### Required work
Please print the records below exactly as they are.

※ ※ ※

//! # qbiz-id
//!
//! Identifier types for the qbiz resource handlers.
//!
//! ## Design Principles
//!
//! - Application IDs are opaque and service-assigned; the handler never
//!   inspects their structure, it only refuses empty values
//! - Resource ARNs have a canonical string representation with strict parsing
//! - Both types roundtrip through `Display` / `FromStr` and serde
//!
//! ## ARN Format
//!
//! Applications are addressed for tagging by ARN:
//! `arn:{partition}:qbusiness:{region}:{account}:application/{application_id}`
//!
//! Example:
//! - `arn:aws:qbusiness:us-east-1:123456:application/63451660-1596-4f1a-a3c8-e5f4b33d9fe5`

mod error;
mod types;

pub use error::IdError;
pub use types::*;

※ ※ ※

### Written answer
//! # qbiz-id
//!
//! Identifier types for the qbiz resource handlers.
//!
//! ## Design Principles
//!
//! - Application IDs are opaque and service-assigned; the handler never
//!   inspects their structure, it only refuses empty values
//! - Resource ARNs have a canonical string representation with strict parsing
//! - Both types roundtrip through `Display` / `FromStr` and serde
//!
//! ## ARN Format
//!
//! Applications are addressed for tagging by ARN:
//! `arn:{partition}:qbusiness:{region}:{account}:application/{application_id}`
//!
//! Example:
//! - `arn:aws:qbusiness:us-east-1:123456:application/63451660-1596-4f1a-a3c8-e5f4b33d9fe5`

mod error;
mod types;

pub use error::IdError;
pub use types::*;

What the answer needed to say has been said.